EXCERPTED DATA
****************
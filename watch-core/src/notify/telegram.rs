use super::{escape_html, Alert, Channel, Delivered};
use crate::http;
use crate::registry::encode_package_name;
use crate::types::{AlertType, ScriptFinding};
use anyhow::Context;
use reqwest::blocking::Client;
use reqwest::Url;
use serde::Serialize;
use std::time::Duration;

const API_BASE: &str = "https://api.telegram.org";

#[derive(Serialize)]
struct SendMessage<'a> {
  chat_id: &'a str,
  text: &'a str,
  parse_mode: &'static str,
  disable_web_page_preview: bool,
}

pub struct TelegramChannel {
  client: Client,
  send_url: Url,
  chat_id: String,
  package_page_url: String,
}

impl TelegramChannel {
  pub fn new(
    bot_token: &str,
    chat_id: &str,
    package_page_url: &str,
    timeout: Duration,
  ) -> anyhow::Result<Self> {
    let send_url = Url::parse(&format!("{API_BASE}/bot{bot_token}/sendMessage"))
      .context("build telegram sendMessage URL")?;
    Ok(Self {
      client: http::build_client(timeout).context("build telegram HTTP client")?,
      send_url,
      chat_id: chat_id.to_string(),
      package_page_url: package_page_url.to_string(),
    })
  }
}

impl Channel for TelegramChannel {
  fn name(&self) -> &'static str {
    "telegram"
  }

  fn send(&self, alert: &Alert<'_>) -> anyhow::Result<Delivered> {
    let text = format_message(alert.finding, &self.package_page_url);
    let body = SendMessage {
      chat_id: &self.chat_id,
      text: &text,
      parse_mode: "HTML",
      disable_web_page_preview: true,
    };
    http::post_json(&self.client, &self.send_url, &body, &[], "telegram")?;
    Ok(Delivered::Sent)
  }
}

/// `sendMessage` rejects text longer than this.
const MAX_TEXT_CHARS: usize = 4096;

/// HTML-mode message. Every interpolated value is escaped, and script text
/// is cut so the whole message stays within `MAX_TEXT_CHARS`.
pub fn format_message(f: &ScriptFinding, package_page_url: &str) -> String {
  let label = f.script_type.label();
  let page = format!(
    "{}{}",
    package_page_url,
    encode_package_name(&f.package_name)
  );
  let previous = f.previous_version.as_deref().unwrap_or("none");

  let mut msg = format!(
    "🚨 <b>{label} script {}</b>\n\n\
     Package: <code>{}@{}</code>\n\
     <a href=\"{}\">View on registry</a>\n\
     Previous version: {}\n\
     Suspicion score: {}\n",
    f.alert_type,
    escape_html(&f.package_name),
    escape_html(&f.latest_version),
    escape_html(&page),
    escape_html(previous),
    f.suspicion_score,
  );

  let scripts = |old: &str, new: &str| match f.alert_type {
    AlertType::Added => format!("<code>{new}</code>"),
    AlertType::Changed => {
      format!("Previous {label}: <code>{old}</code>\nNew {label}: <code>{new}</code>")
    }
  };
  let room = MAX_TEXT_CHARS.saturating_sub(msg.chars().count() + scripts("", "").chars().count());

  match f.alert_type {
    AlertType::Added => {
      msg.push_str(&scripts("", &escape_capped(&f.script_content, room)));
    }
    AlertType::Changed => {
      let half = room / 2;
      let old = escape_capped(f.previous_script_content.as_deref().unwrap_or_default(), half);
      let new = escape_capped(&f.script_content, half);
      msg.push_str(&scripts(&old, &new));
    }
  }
  msg
}

/// Escapes `text`, cutting it on a character boundary before escaping so no
/// entity is split. The result, ellipsis included, is at most `budget` chars.
fn escape_capped(text: &str, budget: usize) -> String {
  let escaped = escape_html(text);
  if escaped.chars().count() <= budget {
    return escaped;
  }
  let limit = budget.saturating_sub(1);
  let mut out = String::new();
  let mut used = 0;
  let mut buf = [0u8; 4];
  for ch in text.chars() {
    let piece = escape_html(ch.encode_utf8(&mut buf));
    let n = piece.chars().count();
    if used + n > limit {
      break;
    }
    out.push_str(&piece);
    used += n;
  }
  if budget > 0 {
    out.push('…');
  }
  out
}

#[cfg(test)]
mod tests {
  use super::*;
  use crate::notify::tests::finding;

  #[test]
  fn script_text_cannot_inject_markup() {
    let mut f = finding(31);
    f.script_content = "node -e \"</code><a href='x'>click</a>\"".to_string();
    let msg = format_message(&f, "https://www.npmjs.com/package/");
    assert!(!msg.contains("<a href='x'>"));
    assert!(msg.contains("&lt;/code&gt;&lt;a href='x'&gt;click&lt;/a&gt;"));
  }

  #[test]
  fn link_uses_encoded_scoped_name() {
    let msg = format_message(&finding(0), "https://www.npmjs.com/package/");
    assert!(msg.contains("https://www.npmjs.com/package/@evil%2Fpkg"));
    assert!(msg.contains("Postinstall script added"));
  }

  #[test]
  fn changed_alert_shows_both_scripts() {
    let mut f = finding(0);
    f.alert_type = AlertType::Changed;
    f.previous_script_content = Some("echo old".to_string());
    f.script_content = "echo new".to_string();
    let msg = format_message(&f, "https://www.npmjs.com/package/");
    assert!(msg.contains("Previous Postinstall: <code>echo old</code>"));
    assert!(msg.contains("New Postinstall: <code>echo new</code>"));
  }

  #[test]
  fn long_script_is_cut_to_fit_the_message_limit() {
    let mut f = finding(40);
    f.script_content = "node -e \"eval(atob('QUFB'));\" && ".repeat(300);
    let msg = format_message(&f, "https://www.npmjs.com/package/");
    assert!(msg.chars().count() <= MAX_TEXT_CHARS);
    assert!(msg.ends_with("…</code>"));
    assert!(msg.contains("Suspicion score: 40"));

    let cut = msg.rsplit("<code>").next().unwrap();
    let last_amp = cut.rfind('&').unwrap();
    assert!(cut[last_amp..].starts_with("&quot;") || cut[last_amp..].starts_with("&amp;"));
  }

  #[test]
  fn changed_alert_splits_the_room_between_both_scripts() {
    let mut f = finding(0);
    f.alert_type = AlertType::Changed;
    f.previous_script_content = Some("a".repeat(5000));
    f.script_content = "b".repeat(5000);
    let msg = format_message(&f, "https://www.npmjs.com/package/");
    assert!(msg.chars().count() <= MAX_TEXT_CHARS);
    assert!(msg.contains("aaa…</code>"));
    assert!(msg.contains("bbb…</code>"));
  }

  #[test]
  fn short_scripts_are_not_touched() {
    assert_eq!(escape_capped("a&b", 100), "a&amp;b");
    assert_eq!(escape_capped("a&b", 3), "a…");
    assert_eq!(escape_capped("abc", 0), "");
  }
}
****************
WORK REQUEST
A copy of each line above that holds the word "crate" is the expected answer.

ANSWER
use crate::http;
use crate::registry::encode_package_name;
use crate::types::{AlertType, ScriptFinding};
  use crate::notify::tests::finding;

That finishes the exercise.